(1972)
Dir - Brian De Palma
Overall: GOOD
Brian De Palma's first fully formed thriller and arguably his most deliberately Hitchcockian in nature and execution, Sisters also remains a darkly humorous and potent critique on women's liberation. Throughout the film, men are continually ignoring, condescending to, or ogling the females, females who fight back defiantly and in the case of Margot Kidder's title characters, quite violently. The tone is kept more quirky than preachy though, not getting particularly disturbing until its final act. While the body count is quite low and the emphasis is hardly on gruesomeness, when it does indulge a bit more on such horror components, the effects benefit greatly from De Palma's controlled and often humorously suspenseful presentation. Both narrative and cinematic motifs lifted right out of Rope, Rear Window, and Psycho are present and as if the Hitchcock-channeling was not intentional enough, De Palma even got a semi-retired Bernard Herman to score the film. It is not all just directorial hero worship, but even if it was, there is more than enough substance and style here to carry its copycat/homage nature through.
(1976)
Dir - Herb Freed
Overall: MEH
Though it is persistently undermined by its very rough, amateur production values, Herb Freed's Haunts has a strange sort of charm to it. There are no shortage of unintended laughs due to the standard, low-rent, independent B-movie shortcomings.

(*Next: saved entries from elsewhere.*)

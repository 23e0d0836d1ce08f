//! Model instance: aggregates a shared read-only model asset (skeleton +
//! sequence catalog + pose-parameter declarations) with all per-instance
//! mutable state, and drives the per-frame pipeline:
//!
//! advance cycles -> resolve blend set -> evaluate bones -> extract movement
//! -> aim adjust -> publish outputs.
//!
//! Single-threaded by design: the instance is exclusively owned by the
//! thread ticking it; the shared asset is never mutated after load.

use std::sync::Arc;

use crate::aim::{apply_look_target, AimState, LookTarget};
use crate::config::Config;
use crate::cycle::{advance_cycle, cycle_to_frame, frame_to_cycle};
use crate::evaluate::{BoneEvaluator, BonePostProcessor, EvalContext};
use crate::layer::{AnimationLayer, BlendEntry, LayerHandle, LayerStack};
use crate::movement::{extract_movement, smoothed_ground_speed, MotionHistoryRing, MovementDelta};
use crate::outputs::{BoundingBox, FrameOutputs};
use crate::pose::{PoseParamDecl, PoseParamSet};
use crate::sequence::SequenceCatalog;
use crate::skeleton::Skeleton;
use studio_api_core::math::Vec3;
use studio_api_core::transform::Mat3x4;
use studio_api_core::{CoreError, Placement};

/// Immutable model asset, shared read-only across instances.
#[derive(Clone, Debug)]
pub struct ModelData {
    pub name: String,
    pub skeleton: Skeleton,
    pub sequences: SequenceCatalog,
    pub pose_params: Vec<PoseParamDecl>,
}

/// One animated instance of a model asset.
pub struct StudioInstance {
    model: Arc<ModelData>,

    placement: Placement,

    // Base sequence playback.
    sequence: Option<usize>,
    cycle: f32,
    playback_rate: f32,

    // Previous-sequence transition ramp.
    prev_sequence: Option<usize>,
    prev_cycle: f32,
    sequence_time: f32,
    blend_time: f32,

    layers: LayerStack,
    pose: PoseParamSet,

    look: Option<LookTarget>,
    look_chain: Vec<usize>,
    aim: AimState,

    history: MotionHistoryRing,

    post: Option<Box<dyn BonePostProcessor>>,
    evaluator: BoneEvaluator,
    outputs: FrameOutputs,
    dt: f32,
}

impl StudioInstance {
    pub fn new(model: Arc<ModelData>, cfg: Config) -> Self {
        let sequence = if model.sequences.is_empty() {
            None
        } else {
            Some(0)
        };
        let pose = PoseParamSet::new(&model.pose_params);
        Self {
            model,
            placement: Placement::default(),
            sequence,
            cycle: 0.0,
            playback_rate: 1.0,
            prev_sequence: None,
            prev_cycle: 0.0,
            sequence_time: 0.0,
            blend_time: cfg.blend_time,
            layers: LayerStack::new(cfg.max_layers),
            pose,
            look: None,
            look_chain: Vec::new(),
            aim: AimState::default(),
            history: MotionHistoryRing::new(),
            post: None,
            evaluator: BoneEvaluator::new(),
            outputs: FrameOutputs::default(),
            dt: 0.0,
        }
    }

    /// Install an injected per-model bone hook (custom bone setup/masking).
    pub fn set_post_processor(&mut self, post: Option<Box<dyn BonePostProcessor>>) {
        self.post = post;
    }

    #[inline]
    pub fn model(&self) -> &ModelData {
        &self.model
    }

    #[inline]
    pub fn skeleton(&self) -> &Skeleton {
        &self.model.skeleton
    }

    pub fn set_placement(&mut self, placement: Placement) {
        self.placement = placement;
    }

    #[inline]
    pub fn placement(&self) -> Placement {
        self.placement
    }

    // ----- base sequence -----

    /// Select the base sequence, clamping out-of-range indices into the
    /// catalog, and start the transition ramp from the previous pose.
    /// Returns the index actually applied.
    pub fn set_sequence(&mut self, index: usize) -> usize {
        let catalog = &self.model.sequences;
        if catalog.is_empty() {
            self.sequence = None;
            return 0;
        }
        let clamped = if index >= catalog.len() {
            log::warn!(
                "sequence index {index} out of range, clamping to {}",
                catalog.len() - 1
            );
            catalog.len() - 1
        } else {
            index
        };
        if self.sequence != Some(clamped) {
            self.prev_sequence = self.sequence;
            self.prev_cycle = self.cycle;
            self.sequence_time = 0.0;
            self.cycle = 0.0;
        }
        self.sequence = Some(clamped);
        clamped
    }

    pub fn set_sequence_by_name(&mut self, name: &str) -> Option<usize> {
        let index = self.model.sequences.lookup(name)?;
        Some(self.set_sequence(index))
    }

    #[inline]
    pub fn sequence(&self) -> Option<usize> {
        self.sequence
    }

    pub fn lookup_sequence(&self, name: &str) -> Option<usize> {
        self.model.sequences.lookup(name)
    }

    pub fn set_playback_rate(&mut self, rate: f32) {
        self.playback_rate = rate;
    }

    pub fn set_blend_time(&mut self, blend_time: f32) {
        self.blend_time = blend_time.max(0.0);
    }

    /// Progress of the base-sequence transition ramp in [0,1]; 1.0 when no
    /// transition is active.
    pub fn transition_amount(&self) -> f32 {
        if self.prev_sequence.is_none() {
            return 1.0;
        }
        if self.blend_time <= 0.0 {
            return 1.0;
        }
        (self.sequence_time / self.blend_time).clamp(0.0, 1.0)
    }

    // ----- sequence info -----

    pub fn fps(&self, index: usize) -> f32 {
        self.model.sequences.get(index).map_or(0.0, |s| s.fps)
    }

    pub fn duration(&self, index: usize) -> f32 {
        self.model
            .sequences
            .get(index)
            .map_or(0.0, |s| s.duration())
    }

    pub fn num_frames(&self, index: usize) -> u32 {
        self.model
            .sequences
            .get(index)
            .map_or(0, |s| s.frame_count)
    }

    pub fn sequence_loops(&self, index: usize) -> bool {
        self.model.sequences.get(index).is_some_and(|s| s.looping)
    }

    pub fn ground_speed(&self, index: usize) -> f32 {
        self.model
            .sequences
            .get(index)
            .map_or(0.0, |s| s.ground_speed())
    }

    // ----- frame/timeline accessors -----

    #[inline]
    pub fn cycle(&self) -> f32 {
        self.cycle
    }

    pub fn frame(&self) -> f32 {
        let frames = self.sequence.map_or(0, |i| self.num_frames(i));
        cycle_to_frame(self.cycle, frames)
    }

    pub fn max_frame(&self) -> u32 {
        self.sequence
            .map_or(0, |i| self.num_frames(i).saturating_sub(1))
    }

    /// Position the base sequence on a frame; returns the applied frame.
    pub fn set_frame(&mut self, frame: f32) -> f32 {
        let frames = self.sequence.map_or(0, |i| self.num_frames(i));
        self.cycle = frame_to_cycle(frame, frames);
        cycle_to_frame(self.cycle, frames)
    }

    pub fn layer_cycle(&self, handle: LayerHandle) -> f32 {
        self.layers.layer(handle).map_or(0.0, |l| l.cycle)
    }

    pub fn layer_frame(&self, handle: LayerHandle) -> f32 {
        let Some(layer) = self.layers.layer(handle) else {
            return 0.0;
        };
        let frames = layer.sequence.map_or(0, |i| self.num_frames(i));
        cycle_to_frame(layer.cycle, frames)
    }

    pub fn layer_max_frame(&self, handle: LayerHandle) -> u32 {
        self.layers
            .layer(handle)
            .and_then(|l| l.sequence)
            .map_or(0, |i| self.num_frames(i).saturating_sub(1))
    }

    // ----- pose parameters -----

    pub fn lookup_pose_parameter(&self, name: &str) -> Option<usize> {
        self.pose.lookup(name)
    }

    /// Set a pose parameter; the value is clamped to the declared range and
    /// the clamped value is returned.
    pub fn set_pose_parameter(&mut self, index: usize, value: f32) -> f32 {
        self.pose.set(index, value)
    }

    pub fn set_pose_parameter_by_name(&mut self, name: &str, value: f32) -> Option<f32> {
        let index = self.pose.lookup(name)?;
        Some(self.pose.set(index, value))
    }

    pub fn pose_parameter(&self, index: usize) -> f32 {
        self.pose.get(index)
    }

    pub fn pose_parameter_range(&self, index: usize) -> Option<(f32, f32)> {
        self.pose.range(index)
    }

    // ----- animation layers -----

    /// Allocate an overlay layer; fails with `LayerPoolExhausted` when every
    /// slot is in use (existing layers are unaffected).
    pub fn add_layer(&mut self, priority: i32) -> Result<LayerHandle, CoreError> {
        self.layers.add_layer(priority)
    }

    pub fn set_overlay_sequence(&mut self, handle: LayerHandle, sequence: usize, weight: f32) {
        self.layers
            .set_sequence(handle, sequence, weight, &self.model.sequences);
    }

    /// Reposition an overlay and change its playback rate.
    pub fn set_overlay_rate(&mut self, handle: LayerHandle, cycle: f32, playback_rate: f32) {
        if let Some(layer) = self.layers.layer_mut(handle) {
            layer.cycle = cycle.clamp(0.0, 1.0);
            layer.playback_rate = playback_rate;
        }
    }

    pub fn overlay_sequence(&self, handle: LayerHandle) -> Option<usize> {
        self.layers.layer(handle).and_then(|l| l.sequence)
    }

    pub fn overlay_weight(&self, handle: LayerHandle) -> f32 {
        self.layers.layer(handle).map_or(0.0, |l| l.weight)
    }

    pub fn layer(&self, handle: LayerHandle) -> Option<&AnimationLayer> {
        self.layers.layer(handle)
    }

    pub fn layer_mut(&mut self, handle: LayerHandle) -> Option<&mut AnimationLayer> {
        self.layers.layer_mut(handle)
    }

    pub fn clear_layer(&mut self, handle: LayerHandle) {
        self.layers.clear(handle);
    }

    pub fn clear_layers(&mut self) {
        self.layers.clear_all();
    }

    pub fn active_layer_count(&self) -> usize {
        self.layers.active_count()
    }

    // ----- look target -----

    /// Designate the head/spine chain adjusted by the aim pass, ordered
    /// parent to tip. Unknown bone names are dropped.
    pub fn set_look_chain_by_names(&mut self, names: &[&str]) {
        self.look_chain = names
            .iter()
            .filter_map(|n| self.model.skeleton.find_bone(n))
            .collect();
    }

    pub fn set_look_target(&mut self, target: Vec3, max_turn_rate_deg: f32) {
        self.look = Some(LookTarget {
            target,
            max_turn_rate_deg,
        });
    }

    /// Remove the look target; the aim pass becomes a pass-through and the
    /// accumulated turn is dropped.
    pub fn clear_look_target(&mut self) {
        self.look = None;
        self.aim.reset();
    }

    pub fn has_look_target(&self) -> bool {
        self.look.is_some()
    }

    // ----- per-frame pipeline -----

    /// Advance every active cycle by `dt` seconds. Layers transiently
    /// pointing at no/invalid sequences hold their last cycle (never an
    /// error). Callers are expected to clamp debugger-scale dt spikes.
    pub fn advance_frame(&mut self, dt: f32) {
        self.dt = dt;
        let catalog = &self.model.sequences;

        if let Some(seq) = self.sequence.and_then(|i| catalog.get(i)) {
            self.cycle = advance_cycle(
                self.cycle,
                dt,
                seq.cycles_per_second(),
                self.playback_rate,
                seq.looping,
            );
        }

        if self.prev_sequence.is_some() {
            self.sequence_time += dt;
            if self.transition_amount() >= 1.0 {
                self.prev_sequence = None;
            }
        }

        for layer in self.layers.iter_mut() {
            let Some(seq) = layer.sequence.and_then(|i| catalog.get(i)) else {
                continue;
            };
            layer.cycle = advance_cycle(
                layer.cycle,
                dt,
                seq.cycles_per_second(),
                layer.playback_rate,
                seq.looping,
            );
        }
        self.layers.retire_faded();
    }

    /// The effective (sequence, cycle, weight) set blended this frame:
    /// held previous pose (while transitioning), base sequence, then the
    /// overlay layers in ascending priority order.
    pub fn build_blend_set(&self) -> Vec<BlendEntry> {
        let catalog = &self.model.sequences;
        let mut set = Vec::with_capacity(2 + self.layers.active_count());

        let amount = self.transition_amount();
        if amount < 1.0 {
            if let Some(prev) = self.prev_sequence.filter(|&i| catalog.get(i).is_some()) {
                set.push(BlendEntry {
                    sequence: prev,
                    cycle: self.prev_cycle,
                    weight: 1.0,
                    blend_mode: Default::default(),
                });
            }
        }
        if let Some(seq) = self.sequence.filter(|&i| catalog.get(i).is_some()) {
            set.push(BlendEntry {
                sequence: seq,
                cycle: self.cycle,
                weight: amount,
                blend_mode: Default::default(),
            });
        }
        set.extend(self.layers.resolve_blend_set(catalog));
        set
    }

    /// Tick the instance: advance time, evaluate bones, extract this frame's
    /// movement delta, apply the aim pass, and publish outputs. With no
    /// skeleton loaded the output transform array stays empty ("not ready")
    /// rather than failing.
    pub fn update(&mut self, dt: f32) -> &FrameOutputs {
        let prev_cycle = self.cycle;
        self.advance_frame(dt);

        let blend_set = self.build_blend_set();
        let ctx = EvalContext {
            skeleton: &self.model.skeleton,
            catalog: &self.model.sequences,
            pose: &self.pose,
            placement: self.placement,
        };
        if let Err(err) =
            self.evaluator
                .evaluate(&ctx, &blend_set, self.post.as_deref_mut(), &mut self.outputs.bone_to_world)
        {
            log::warn!("bone evaluation skipped: {err}");
            self.outputs.movement = MovementDelta::default();
            self.outputs.bbox = None;
            return &self.outputs;
        }

        self.outputs.movement = match self.sequence.and_then(|i| self.model.sequences.get(i)) {
            Some(seq) => extract_movement(seq, prev_cycle, self.cycle),
            None => MovementDelta::default(),
        };

        if let Some(look) = self.look {
            apply_look_target(
                &self.model.skeleton,
                self.evaluator.locals_mut(),
                &mut self.outputs.bone_to_world,
                &self.placement,
                &self.look_chain,
                &mut self.aim,
                &look,
                dt,
            );
        }

        self.outputs.update_bbox();
        self.history.push(self.cycle, dt);
        &self.outputs
    }

    // ----- outputs -----

    /// World transform per bone from the last update; valid until the next.
    pub fn bone_to_world(&self) -> &[Mat3x4] {
        &self.outputs.bone_to_world
    }

    pub fn last_movement(&self) -> MovementDelta {
        self.outputs.movement
    }

    pub fn bbox(&self) -> Option<BoundingBox> {
        self.outputs.bbox
    }

    pub fn outputs(&self) -> &FrameOutputs {
        &self.outputs
    }

    /// Ground speed smoothed over the motion-history ring, in units/second.
    pub fn current_velocity(&self) -> f32 {
        match self.sequence.and_then(|i| self.model.sequences.get(i)) {
            Some(seq) => smoothed_ground_speed(seq, &self.history),
            None => 0.0,
        }
    }

    #[inline]
    pub fn time_delta(&self) -> f32 {
        self.dt
    }
}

These include but are not limited to lousy performances from both unprofessional and veteran actors, incomprehensible plotting, stagnant direction, choppy editing, meandering subplots, and cheap, budget-less visuals. Freed does not come off as if he is making anything for sleazy, exploitative purposes as he seems to be going for a dark and sincere, psychological horror vibe. It is just that his ambition exceeds his finances and technical skills, or lack thereof. This not only makes the movie's obvious and numerous flaws forgivable, but also interesting for the bizarre way they come off. Understandably, it does not hold itself together even in a curious way, dragging on for large moments and compromising its off-beat aesthetics to boredom. Ending with a somber and ultimately confusing expository dialog dump at the end does not really help much either, even if Cameron Mitchell is the one delivering it.
(1978)
Dir - Don Taylor/Mike Hodges
Overall: MEH
Any film as successful as The Omen was not bound to go without a sequel and two years later, Damien: Omen II dropped. Even though it is set seven years after the first movie yet still in contemporary times and the Antichrist is now thirteen, never mind that as he is a full-grown adult in 1981's Omen III: The Final Conflict. For a horror follow-up, the formula is pretty standard which is to basically make the same movie again except up the body count. Case in point here. There are some Hollywood heavyweights present once more with William Holden and Lee Grant, Jerry Goldsmith's concocts yet another over-the-top score, and the story by producer Harvey Bernhard recycles the same beats and even some of the same scenes. Some people are on to Damien's infernal legacy, no one believes them, they meet their end in graphically violent ways, Satan wins, hooray. Take out all the fun, ghastly set pieces and you are left with mostly humdrum, bureaucratic-centered dialog, but the focus stays primarily on the good stuff. Director Don Taylor, (and Mike Hodges who was replaced after shooting a number of scenes), do admirable, slick work with the safe material and for those essentially looking for more of the same, the movie easily suffices.